South Puerto Rico Sugar Company
- Formerly: South Porto Rico Sugar Company (1900–1959)
- Company type: Public
- Industry: Agriculture
- Founded: November 15, 1900
- Defunct: 1967
- Fate: Acquired by Gulf and Western Industries
- Successor: Gulf and Western Americas Corporation
- Headquarters: Jersey City, New Jersey, United States
- Subsidiaries: Central Romana By-Products Central Romana Corporation Guánica Agricultural Service Company Magdalena Development Corporation Okeelanta Sugar

= South Puerto Rico Sugar Company =

Historical Puerto Rican sugar manufacturer

The South Puerto Rico Sugar Company (SPRSCO) was a multinational corporation based in New York. Founded in 1900, it operated in Puerto Rico from 1901 and in the Dominican Republic from 1910.

== History ==
The company was incorporated on November 15, 1900, as the South Porto Rico Sugar Company by German-American businessmen.

In 1901, construction of the Central Guánica sugar mill began.

In 1908, South Porto Rico Sugar acquired Central Fortuna from the Compagnie des Sucreries de Porto Rico for $1,750,000. It was the biggest sugar estate transaction in Puerto Rico at the time.
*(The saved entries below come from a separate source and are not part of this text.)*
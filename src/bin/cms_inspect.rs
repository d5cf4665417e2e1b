use std::path::PathBuf;

use anyhow::{Context, Result};
use clap::{Parser, Subcommand};
use serde::Serialize;

use folio_cms::cms::CmsClient;
use folio_cms::{config, content, menu};

#[derive(Parser, Debug)]
#[command(about = "Print what the adapter maps out of the configured CMS")]
struct Args {
    /// Path to YAML config
    #[arg(long, default_value = "config.yaml")]
    config: PathBuf,

    #[command(subcommand)]
    command: Command,
}

#[derive(Subcommand, Debug)]
enum Command {
    /// List pages that have a slug
    Pages,
    /// Show one page
    Page { slug: String },
    /// List projects that have a slug
    Projects,
    /// Show one project with its gallery
    Project { slug: String },
    /// Show a navigation menu (defaults to `cms.menu_id`)
    Menu { menu_id: Option<String> },
}

fn print<T: Serialize>(value: &T) -> Result<()> {
    println!("{}", serde_json::to_string_pretty(value)?);
    Ok(())
}

#[tokio::main]
async fn main() -> Result<()> {
    tracing_subscriber::fmt()
        .with_env_filter(tracing_subscriber::EnvFilter::from_default_env())
        .with_target(false)
        .compact()
        .init();

    let args = Args::parse();
    let cfg = config::load(Some(&args.config))?;
    let client = CmsClient::from_config(&cfg.cms)?;

    match args.command {
        Command::Pages => print(&content::fetch_all_pages(&client).await?),
        Command::Page { slug } => {
            let page = content::fetch_page_by_slug(&client, &slug)
                .await?
                .with_context(|| format!("no page with slug '{}'", slug))?;
            print(&page)
        }
        Command::Projects => print(&content::fetch_projects(&client).await?),
        Command::Project { slug } => {
            let project = content::fetch_project_by_slug(&client, &slug)
                .await?
                .with_context(|| format!("no project with slug '{}'", slug))?;
            print(&project)
        }
        Command::Menu { menu_id } => {
            let menu_id = menu_id.unwrap_or_else(|| cfg.cms.menu_id.clone());
            print(&menu::fetch_menu(&client, &menu_id).await)
        }
    }
}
In 1912, it established the Central Romana Corporation as a subsidiary.

In 1959, South Porto Rico Sugar Company changed its name to South Puerto Rico Sugar Company.

In 1964, South Puerto Rico Sugar Company acquired Okeelanta Sugar Refinery, Inc.

In 1967, South Puerto Rico Sugar Company was acquired by Gulf and Western Industries, becoming part of its Gulf and Western Americas Corporation division.